And you’re certainly likely to ride hard on the Duke R, at least on a road with any bends in it. It might not be quite as skinny as the SMC R and Enduro R, but by most street bike standards it’s outrageously light — and also superbly taut, agile and sweet steering. And that single radial Monobloc calliper delivers heaps of controllable, ABS-assisted stopping power, too, in conjunction with a grippy Michelin Pilot Power tyre. As with the other R-models, the ABS can be set to front wheel only via a dongle.
The Duke R was fun to throw around the twisty and traffic-free roads inland from Barcelona, feeling sportier and slightly more refined than the standard model. Ride quality and suspension control were excellent, though you’d have to be on a racetrack to get the full benefit. KTM certainly have plenty of faith, claiming it’s “impossible to over-extend the chassis even with extreme cornering speeds of racetrack use on slicks”.

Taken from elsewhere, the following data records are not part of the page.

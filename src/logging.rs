//! Tracing setup for the CLI: human console output or JSON lines.

use std::sync::atomic::{AtomicU64, Ordering};
use std::time::Instant;

use tracing::Level;
use tracing_subscriber::{
    EnvFilter,
    fmt::{self, format::FmtSpan},
    layer::SubscriberExt,
    util::SubscriberInitExt,
};

use crate::config::AppConfig;

#[derive(Debug, Clone, Copy, Default)]
pub struct LogConfig {
    /// One JSON object per line
    pub json: bool,
    /// Default to DEBUG instead of INFO
    pub verbose: bool,
}

impl From<&AppConfig> for LogConfig {
    fn from(config: &AppConfig) -> Self {
        Self {
            json: config.json_logs,
            verbose: config.verbose,
        }
    }
}

/// Default filter directive when `RUST_LOG` is unset
pub fn default_directive(verbose: bool) -> String {
    let level = if verbose { Level::DEBUG } else { Level::INFO };
    format!("tandem={}", level.as_str().to_lowercase())
}

/// Install the global subscriber. `RUST_LOG` overrides the level.
///
/// Logs go to stderr so command output on stdout stays parseable.
pub fn init(config: LogConfig) {
    let env_filter = EnvFilter::try_from_default_env()
        .unwrap_or_else(|_| EnvFilter::new(default_directive(config.verbose)));

    if config.json {
        tracing_subscriber::registry()
            .with(env_filter)
            .with(
                fmt::layer()
                    .json()
                    .with_span_events(FmtSpan::CLOSE)
                    .with_current_span(true)
                    .with_target(true)
                    .with_writer(std::io::stderr),
            )
            .init();
    } else {
        tracing_subscriber::registry()
            .with(env_filter)
            .with(
                fmt::layer()
                    .with_target(false)
                    .with_file(false)
                    .with_line_number(false)
                    .with_writer(std::io::stderr),
            )
            .init();
    }
}

/// Lock-free rate limiter for progress logging. Copy workers finish far
/// more often than anyone wants to read about.
pub struct LogThrottle {
    interval_ms: u64,
    /// Stores the last log time in ms, or u64::MAX to indicate "never logged"
    last_log_ms: AtomicU64,
    start: Instant,
}

/// Sentinel value indicating the throttle has never logged
const NEVER_LOGGED: u64 = u64::MAX;

impl LogThrottle {
    /// Create a new throttle with the given minimum interval between logs.
    pub fn new(interval: std::time::Duration) -> Self {
        Self {
            interval_ms: interval.as_millis() as u64,
            last_log_ms: AtomicU64::new(NEVER_LOGGED),
            start: Instant::now(),
        }
    }

    /// True if at least one interval has passed since the last accepted log.
    pub fn should_log(&self) -> bool {
        let now_ms = self.start.elapsed().as_millis() as u64;
        let last = self.last_log_ms.load(Ordering::Relaxed);

        let should = last == NEVER_LOGGED || now_ms.saturating_sub(last) >= self.interval_ms;

        if should {
            // Losing the race means another thread just logged
            self.last_log_ms
                .compare_exchange(last, now_ms, Ordering::Relaxed, Ordering::Relaxed)
                .is_ok()
        } else {
            false
        }
    }

    /// Reset the throttle, allowing the next log immediately.
    pub fn reset(&self) {
        self.last_log_ms.store(NEVER_LOGGED, Ordering::Relaxed);
    }
}
/// Hash every file under `directory` and write a manifest for it.
///
/// The manifest goes to `output` when given, otherwise to a fresh
/// timestamped file inside `directory`. Existing `*.mhl` files are not
/// listed. Any unreadable file fails the whole call.
pub async fn generate_manifest(
    directory: &Path,
    output: Option<&Path>,
    options: &OffloadOptions,
    cancel: CancellationToken,
) -> Result<(PathBuf, Manifest)> {
    if !directory.is_dir() {
        return Err(Error::NotFound {
            what: "Directory",
            path: directory.to_path_buf(),
        });
    }
    if options.max_concurrent == 0 {
        return Err(Error::Configuration(
            "max_concurrent must be at least 1".into(),
        ));
    }

    let span = info_span!("generate_manifest", directory = %directory.display());
    async {
        let start_date = Utc::now();
        let scan = scan_directory(
            directory,
            ScanOptions {
                skip_manifests: true,
            },
        )
        .await?;
        info!(total_files = scan.files.len(), total_bytes = scan.total_bytes, "Hashing files");
        for skipped in &scan.skipped {
            warn!(file = %skipped.relative_path, reason = %skipped.reason, "Not listed in manifest");
        }

        let semaphore = Arc::new(Semaphore::new(options.max_concurrent));
        let buffer_size = options.copy.buffer_size;
        let mut jobs = JoinSet::new();

        for file in scan.files {
            let semaphore = semaphore.clone();
            let cancel = cancel.clone();
            jobs.spawn(async move {
                let _permit = tokio::select! {
                    biased;
                    _ = cancel.cancelled() => return Err(Error::Cancelled),
                    permit = semaphore.acquire_owned() => permit.map_err(|_| Error::Cancelled)?,
                };

                let modified = tokio::fs::metadata(&file.path)
                    .await
                    .and_then(|m| m.modified())
                    .ok()
                    .map(DateTime::<Utc>::from);
                let hash = hash_file_async(&file.path, buffer_size, Some(cancel)).await?;

                Ok::<_, Error>(ManifestEntry {
                    relative_path: file.relative,
                    size: file.size,
                    last_modified: modified,
                    hash,
                })
            });
        }

        let mut manifest = Manifest::new(CreatorInfo::current(start_date));
        while let Some(joined) = jobs.join_next().await {
            let entry = joined.map_err(|e| {
                Error::io("Hashing task failed in", directory, std::io::Error::other(e))
            })??;
            manifest.insert(entry);
        }
        manifest.creator.finish_date = Some(Utc::now());

        let owned_manifest = manifest.clone();
        let owned_output = output.map(Path::to_path_buf);
        let owned_dir = directory.to_path_buf();
        let prefix = options.manifest_prefix.clone();
        let path = tokio::task::spawn_blocking(move || match owned_output {
            Some(path) => write_manifest_to(&owned_manifest, &path).map(|_| path),
            None => write_manifest(&owned_manifest, &owned_dir, &prefix),
        })
        .await
        .map_err(|e| Error::io("Manifest task failed for", directory, std::io::Error::other(e)))??;

        info!(
            manifest = %path.display(),
            entries = manifest.len(),
            "Manifest generated"
        );
        Ok((path, manifest))
    }
    .instrument(span)
    .await
}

Whether that would justify the considerable extra price — typically just over 25 per cent higher — over the standard Duke is another matter. Upgrading the standard bike with the rear-sets and silencer, plus maybe a suspension upgrade or goodies from KTM’s well-stocked Power Parts catalogue, would arguably result in a similarly exciting and capable bike for less money. But if you want the world’s quickest, trickiest single-pot roadster straight out of the crate, the 690 Duke R is surely exactly that.